Myres Castle is a nine-bedroom castle near Auchtermuchty, a few miles south of Perth. You hire it exclusively, and it might well be haunted. Dominic Roskrow spent a night there all alone.

It’s not often you get the chance to sleep in a room which played host to Mary Queen of Scots. But there is plenty of evidence to suggest that the Queen’s Room at Myres Castle was used regularly by the monarch when she was a little girl.

Had I been choosing a room to stay in, this would have been my choice. No contest.

As it was my hosts picked it for me – and there was plenty of scope, because on the night I stayed I was the only resident in the nine room castle.

But none of the rooms would disappoint if you decided to hire the castle for you and 17 other people. For every room is stunningly decorated, and no two are alike.

Which provides the ideal starting point if you were to hire the castle in its entirety over a weekend or longer. You can happily spend your first hour traipsing from one room to the next and exploring what each has to offer; everything from modern rooms with tastefully erotic art and flat marble sinks to the historic, such as the aforementioned Queen’s Room, large and sprawling and with a large quilted wedding blanket on the wall.

There are neat and relatively conventional bedrooms and plain quirky ones, including one decorated as if it were a striped marquee, the creases and folds running up to the ceiling.

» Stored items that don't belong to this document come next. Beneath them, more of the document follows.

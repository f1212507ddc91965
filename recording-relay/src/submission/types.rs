//! Submission types.
//!
//! `SubmissionRequest` mirrors the JSON the recording page posts;
//! `Submission` is the same data with every optional field defaulted.

use serde::Deserialize;
use serde_json::Value;

pub const DEFAULT_FIRST_NAME: &str = "Unknown";
pub const DEFAULT_SURNAME: &str = "Student";
pub const DEFAULT_GROUP: &str = "Unknown group";
pub const DEFAULT_SET_NAME: &str = "Unknown set";

/// Inbound request body.
///
/// Every field may be absent. Field names are camelCase on the wire.
/// Values are kept as raw JSON so that one field of an unexpected type
/// does not invalidate the others.
#[derive(Debug, Clone, Default, Deserialize)]
#[serde(rename_all = "camelCase")]
pub struct SubmissionRequest {
    #[serde(default)]
    pub first_name: Option<Value>,
    #[serde(default)]
    pub surname: Option<Value>,
    #[serde(default)]
    pub group: Option<Value>,
    #[serde(default)]
    pub set_name: Option<Value>,
    #[serde(default)]
    pub date: Option<Value>,
    #[serde(default)]
    pub time: Option<Value>,
    /// Base64-encoded recording
    #[serde(default, alias = "audioData")]
    pub audio_base64: Option<Value>,
}

impl SubmissionRequest {
    /// Parse a raw request body.
    ///
    /// An empty body, or one that is not a JSON object, yields an empty
    /// request so that it fails the required-field check rather than
    /// being rejected as malformed.
    pub fn from_body(body: &[u8]) -> Self {
        if body.iter().all(|b| b.is_ascii_whitespace()) {
            return Self::default();
        }

        match serde_json::from_slice(body) {
            Ok(request) => request,
            Err(e) => {
                tracing::warn!(
                    error = %e,
                    body_length = body.len(),
                    "submission_body_unparseable"
                );
                Self::default()
            }
        }
    }
}

/// A submission with defaults applied. The audio stays base64-encoded
/// until it is about to be uploaded.
#[derive(Debug, Clone, PartialEq, Eq)]
pub struct Submission {
    pub first_name: String,
    pub surname: String,
    pub group: String,
    pub set_name: String,
    pub date: String,
    pub time: String,
    pub audio_base64: String,
}

impl Submission {
    /// Apply defaults to every optional field.
    ///
    /// Returns `None` when the recording is missing, empty, or not a string.
    pub fn from_request(request: SubmissionRequest) -> Option<Self> {
        let audio_base64 = match request.audio_base64 {
            Some(Value::String(s)) if !s.is_empty() => s,
            _ => return None,
        };

        Some(Submission {
            first_name: or_default(request.first_name, DEFAULT_FIRST_NAME),
            surname: or_default(request.surname, DEFAULT_SURNAME),
            group: or_default(request.group, DEFAULT_GROUP),
            set_name: or_default(request.set_name, DEFAULT_SET_NAME),
            date: or_default(request.date, ""),
            time: or_default(request.time, ""),
            audio_base64,
        })
    }
}

/// Render a field as text, or `None` if it is falsy
/// (`null`, `false`, `0`, `""`).
fn text_value(value: Value) -> Option<String> {
    match value {
        Value::Null | Value::Bool(false) => None,
        Value::Bool(true) => Some("true".to_string()),
        Value::String(s) if s.is_empty() => None,
        Value::String(s) => Some(s),
        Value::Number(n) => {
            if let Some(i) = n.as_i64() {
                (i != 0).then(|| i.to_string())
            } else if let Some(u) = n.as_u64() {
                Some(u.to_string())
            } else {
                n.as_f64()
                    .filter(|f| *f != 0.0)
                    .map(|f| format!("{}", f))
            }
        }
        other => Some(other.to_string()),
    }
}

fn or_default(value: Option<Value>, default: &str) -> String {
    value
        .and_then(text_value)
        .unwrap_or_else(|| default.to_string())
}
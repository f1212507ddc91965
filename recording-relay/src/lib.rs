//! Recording relay - forwards speaking-test recordings to Telegram.
//!
//! The library backs the `recording-relay` binary:
//! - `config`: environment configuration, loaded once at startup
//! - `submission`: request parsing, defaults and message composition
//! - `telegram`: the messaging transport and its Bot API implementation
//! - `relay`: the request pipeline and its error taxonomy
//! - `web`: axum handlers and router
//!
//! ## Architecture
//!
//! ```text
//! Recording page → POST /api/sendRecording → RelayHandler → sendMessage → sendAudio → Telegram chat
//! ```

pub mod config;
pub mod relay;
pub mod submission;
pub mod telegram;
pub mod web;

// Re-export commonly used types
pub use config::{Config, TelegramCredentials};
pub use relay::{Dispatch, RelayError, RelayHandler, RelayReply};
pub use submission::{Submission, SubmissionRequest};
pub use telegram::{MessagingTransport, TelegramTransport, TransportError};
pub use web::AppState;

There’s even a painted rip near the light switch and, in one corner, a painted mouse escaping through a hole.

Each and every one of the rooms has been composed with a great deal of love and care. Decades, or even centuries, of history have bestowed on the castle a wealth of artefacts and keepsakes that have been tastefully placed around the property.

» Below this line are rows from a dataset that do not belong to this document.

//! Recording Relay - speaking-test recordings to Telegram.
//!
//! This binary runs a small web server that:
//! - Accepts a recording and student details on `POST /api/sendRecording`
//! - Posts a summary message to the configured Telegram chat
//! - Uploads the recording to the same chat
//!
//! Configuration is read from the environment once at startup.

use std::net::SocketAddr;
use std::sync::Arc;

use anyhow::{Context, Result};
use reqwest::Client;
use tokio::{net::TcpListener, signal};
use tracing::{info, warn};
use tracing_subscriber::{fmt, layer::SubscriberExt, util::SubscriberInitExt, EnvFilter};

use recording_relay::web::{router, SEND_RECORDING_PATH};
use recording_relay::{AppState, Config, TelegramTransport};

#[tokio::main]
async fn main() -> Result<()> {
    // Initialize structured JSON logging
    let filter =
        EnvFilter::try_from_default_env().unwrap_or_else(|_| EnvFilter::new("info"));

    tracing_subscriber::registry()
        .with(filter)
        .with(fmt::layer().json().flatten_event(true))
        .init();

    info!("relay_server_starting");

    // Load configuration
    let config = Config::from_env();
    info!(
        port = config.port,
        telegram_bot_token_set = config.telegram_bot_token.is_some(),
        telegram_chat_id_set = config.telegram_chat_id.is_some(),
        telegram_api_url = %config.telegram_api_url,
        "config_loaded"
    );

    if config.telegram_credentials().is_none() {
        warn!("telegram_credentials_missing");
    }

    // One HTTP client shared by all requests
    let client = Client::builder()
        .build()
        .context("Failed to build HTTP client")?;
    let transport = TelegramTransport::new(client, &config.telegram_api_url)
        .context("Invalid TELEGRAM_API_URL")?;

    let port = config.port;
    let app = router(AppState::new(config, Arc::new(transport)));

    // Bind to address
    let addr = SocketAddr::from(([0, 0, 0, 0], port));
    let listener = TcpListener::bind(addr)
        .await
        .context("Failed to bind to address")?;

    info!(address = %addr, path = SEND_RECORDING_PATH, "relay_server_listening");

    // Run server with graceful shutdown
    axum::serve(listener, app)
        .with_graceful_shutdown(shutdown_signal())
        .await
        .context("Server error")?;

    info!("relay_server_shutdown_complete");

    Ok(())
}

/// Create a future that completes when a shutdown signal is received.
async fn shutdown_signal() {
    let ctrl_c = async {
        signal::ctrl_c()
            .await
            .expect("Failed to install Ctrl+C handler");
    };

    #[cfg(unix)]
    let terminate = async {
        signal::unix::signal(signal::unix::SignalKind::terminate())
            .expect("Failed to install SIGTERM handler")
            .recv()
            .await;
    };

    #[cfg(not(unix))]
    let terminate = std::future::pending::<()>();

    tokio::select! {
        _ = ctrl_c => info!("Received SIGINT"),
        _ = terminate => info!("Received SIGTERM"),
    }

    info!("relay_server_shutting_down");
}
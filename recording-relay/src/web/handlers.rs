//! HTTP endpoint handlers.
//!
//! The relay endpoint only adapts axum's request parts to
//! [`RelayHandler::handle`]; all decisions are made there.

use std::sync::Arc;

use axum::{
    body::Bytes,
    extract::{DefaultBodyLimit, State},
    http::Method,
    response::IntoResponse,
    routing::{any, get},
    Json, Router,
};
use serde::Serialize;
use tower_http::trace::TraceLayer;

use crate::relay::RelayHandler;
use crate::telegram::MessagingTransport;
use crate::Config;

/// Path of the relay endpoint.
pub const SEND_RECORDING_PATH: &str = "/api/sendRecording";

/// Largest accepted request body. Base64 inflates audio by a third.
pub const MAX_BODY_BYTES: usize = 25 * 1024 * 1024;

/// Shared application state.
#[derive(Clone)]
pub struct AppState {
    pub relay: RelayHandler,
}

impl AppState {
    pub fn new(config: Config, transport: Arc<dyn MessagingTransport>) -> Self {
        Self {
            relay: RelayHandler::new(Arc::new(config), transport),
        }
    }
}

/// Build the application router.
pub fn router(state: AppState) -> Router {
    Router::new()
        .route("/health", get(health))
        .route(SEND_RECORDING_PATH, any(send_recording))
        .layer(DefaultBodyLimit::max(MAX_BODY_BYTES))
        .layer(TraceLayer::new_for_http())
        .with_state(state)
}

// =============================================================================
// Health Check
// =============================================================================

/// Health check response.
#[derive(Serialize)]
pub struct HealthResponse {
    pub status: &'static str,
}

/// Health check endpoint.
pub async fn health() -> Json<HealthResponse> {
    Json(HealthResponse { status: "ok" })
}

// =============================================================================
// Recording Relay
// =============================================================================

/// Relay endpoint.
///
/// Registered for every method so that non-POST requests get the JSON
/// 405 body rather than axum's empty one.
pub async fn send_recording(
    State(state): State<AppState>,
    method: Method,
    body: Bytes,
) -> impl IntoResponse {
    let (status, reply) = state.relay.handle(&method, &body).await;
    (status, Json(reply))
}

#[cfg(test)]
mod tests {
    use super::*;
    use std::sync::Mutex;

    use async_trait::async_trait;
    use axum::{
        body::Body,
        http::{Request, StatusCode},
    };
    use http_body_util::BodyExt;
    use serde_json::{json, Value};
    use tower::ServiceExt;

    use crate::config::TelegramCredentials;
    use crate::telegram::{AudioAttachment, TransportError};

    /// Records the order and destination of every dispatch.
    #[derive(Default)]
    struct RecordingTransport {
        calls: Mutex<Vec<(&'static str, String)>>,
        reject_audio: bool,
    }

    #[async_trait]
    impl MessagingTransport for RecordingTransport {
        async fn send_text(
            &self,
            credentials: &TelegramCredentials,
            _text: &str,
        ) -> Result<(), TransportError> {
            self.calls
                .lock()
                .unwrap()
                .push(("sendMessage", credentials.chat_id.clone()));
            Ok(())
        }

        async fn send_file(
            &self,
            credentials: &TelegramCredentials,
            _attachment: AudioAttachment,
        ) -> Result<(), TransportError> {
            self.calls
                .lock()
                .unwrap()
                .push(("sendAudio", credentials.chat_id.clone()));
            if self.reject_audio {
                return Err(TransportError::Rejected {
                    status: 413,
                    error_code: Some(413),
                    description: "Request Entity Too Large".to_string(),
                });
            }
            Ok(())
        }
    }

    fn configured() -> Config {
        Config {
            telegram_bot_token: Some("123:abc".to_string()),
            telegram_chat_id: Some("-100500".to_string()),
            ..Config::default()
        }
    }

    async fn send(app: Router, method: &str, body: Body) -> (StatusCode, Value) {
        let response = app
            .oneshot(
                Request::builder()
                    .method(method)
                    .uri(SEND_RECORDING_PATH)
                    .header("content-type", "application/json")
                    .body(body)
                    .unwrap(),
            )
            .await
            .unwrap();

        let status = response.status();
        let bytes = response.into_body().collect().await.unwrap().to_bytes();
        (status, serde_json::from_slice(&bytes).unwrap())
    }

    fn full_body() -> Body {
        Body::from(
            json!({
                "firstName": "Ana",
                "surname": "Li",
                "group": "B2",
                "setName": "Set 1",
                "date": "2024-05-01",
                "time": "10:15",
                "audioBase64": "GkXfow=="
            })
            .to_string(),
        )
    }

    #[tokio::test]
    async fn test_health() {
        let app = router(AppState::new(
            Config::default(),
            Arc::new(RecordingTransport::default()),
        ));

        let response = app
            .oneshot(Request::builder().uri("/health").body(Body::empty()).unwrap())
            .await
            .unwrap();

        assert_eq!(response.status(), StatusCode::OK);
        let bytes = response.into_body().collect().await.unwrap().to_bytes();
        let body: Value = serde_json::from_slice(&bytes).unwrap();
        assert_eq!(body, json!({"status": "ok"}));
    }

    #[tokio::test]
    async fn test_send_recording_end_to_end() {
        let transport = Arc::new(RecordingTransport::default());
        let app = router(AppState::new(configured(), transport.clone()));

        let (status, body) = send(app, "POST", full_body()).await;

        assert_eq!(status, StatusCode::OK);
        assert_eq!(body, json!({"ok": true}));
        assert_eq!(
            *transport.calls.lock().unwrap(),
            vec![
                ("sendMessage", "-100500".to_string()),
                ("sendAudio", "-100500".to_string()),
            ]
        );
    }

    #[tokio::test]
    async fn test_get_returns_json_405() {
        let transport = Arc::new(RecordingTransport::default());
        let app = router(AppState::new(configured(), transport.clone()));

        let (status, body) = send(app, "GET", Body::empty()).await;

        assert_eq!(status, StatusCode::METHOD_NOT_ALLOWED);
        assert_eq!(body, json!({"error": "Method not allowed"}));
        assert!(transport.calls.lock().unwrap().is_empty());
    }

    #[tokio::test]
    async fn test_missing_audio_returns_400() {
        let transport = Arc::new(RecordingTransport::default());
        let app = router(AppState::new(configured(), transport.clone()));

        let (status, body) = send(app, "POST", Body::from(r#"{"firstName":"Ana"}"#)).await;

        assert_eq!(status, StatusCode::BAD_REQUEST);
        assert_eq!(body, json!({"error": "audioBase64 is required."}));
        assert!(transport.calls.lock().unwrap().is_empty());
    }

    #[tokio::test]
    async fn test_unconfigured_returns_500() {
        let transport = Arc::new(RecordingTransport::default());
        let app = router(AppState::new(Config::default(), transport.clone()));

        let (status, body) = send(app, "POST", full_body()).await;

        assert_eq!(status, StatusCode::INTERNAL_SERVER_ERROR);
        assert_eq!(
            body,
            json!({"error": "Telegram environment variables are not configured."})
        );
        assert!(transport.calls.lock().unwrap().is_empty());
    }

    #[tokio::test]
    async fn test_upstream_failure_is_generic_500() {
        let transport = Arc::new(RecordingTransport {
            reject_audio: true,
            ..Default::default()
        });
        let app = router(AppState::new(configured(), transport.clone()));

        let (status, body) = send(app, "POST", full_body()).await;

        assert_eq!(status, StatusCode::INTERNAL_SERVER_ERROR);
        assert_eq!(body, json!({"error": "Failed to send recording to Telegram."}));
        assert!(!body.to_string().contains("Too Large"));
        assert_eq!(transport.calls.lock().unwrap().len(), 2);
    }

    #[tokio::test]
    async fn test_large_body_is_accepted() {
        let transport = Arc::new(RecordingTransport::default());
        let app = router(AppState::new(configured(), transport.clone()));

        // ~3 MiB of base64, above axum's default body limit.
        let audio = "A".repeat(3 * 1024 * 1024);
        let body = Body::from(json!({ "audioBase64": audio }).to_string());

        let (status, _) = send(app, "POST", body).await;

        assert_eq!(status, StatusCode::OK);
    }
}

And the feeling that you’re in someone’s private home is reinforced by the large number of family photographs placed on sideboards and dressing tables throughout.

Add in framed letters covering everything from a hand-written letter from the present Queen thanking the owners for presents they have sent her to official letters from the forces during the first world war informing the family of the death of a close relative, and it really is the most intimate experience.

That is the point. For Myres Castle is not, and does not pretend to be, a hotel. You hire it in its entirety – it can cater for between six and 18 people and you can stay for as little as two nights – and you have the run of it.

There are full time staff on hand; a front of house manager with an impressive knowledge of wine and whisky, among other things; an amenable and efficient general manager and in Christopher Trotter, a wonderful chef with a healthy love of organic food and a passion for ‘real’ cooking.

But they will play as big or as small a part in your stay as you want them to. Should you wish to wander in to the cottage-style kitchen and rustle up a sandwich you can.

You can be as flexible as you want with meals. And if you’d prefer to help yourself to drinks rather than have them brought to you, that’s fine, too.

Nor will you be short of things to do. If lounging around in a 16th century castle and relaxing in the library with its roaring fire isn’t enough, then there are plenty of options.

There is a games room complete with full-size snooker and billiards table, for instance, there are large grounds to walk around and enjoy, and you’re on the doorstep of some of Scotland’s finest golf courses.

Should you wish it, a ceilidh can be organised in the castle, and there are any number of options for you to hold a private party or banquet for a major celebration.

The balance of old and new extends beyond the bedrooms, too; full business facilities including conference call telephones, computer points and internet access make the hotel an ideal company retreat, a helipad provides access to high-flyers, and a large television with a wide range of satellite channels allows the real world to intrude on your stay should you wish it too.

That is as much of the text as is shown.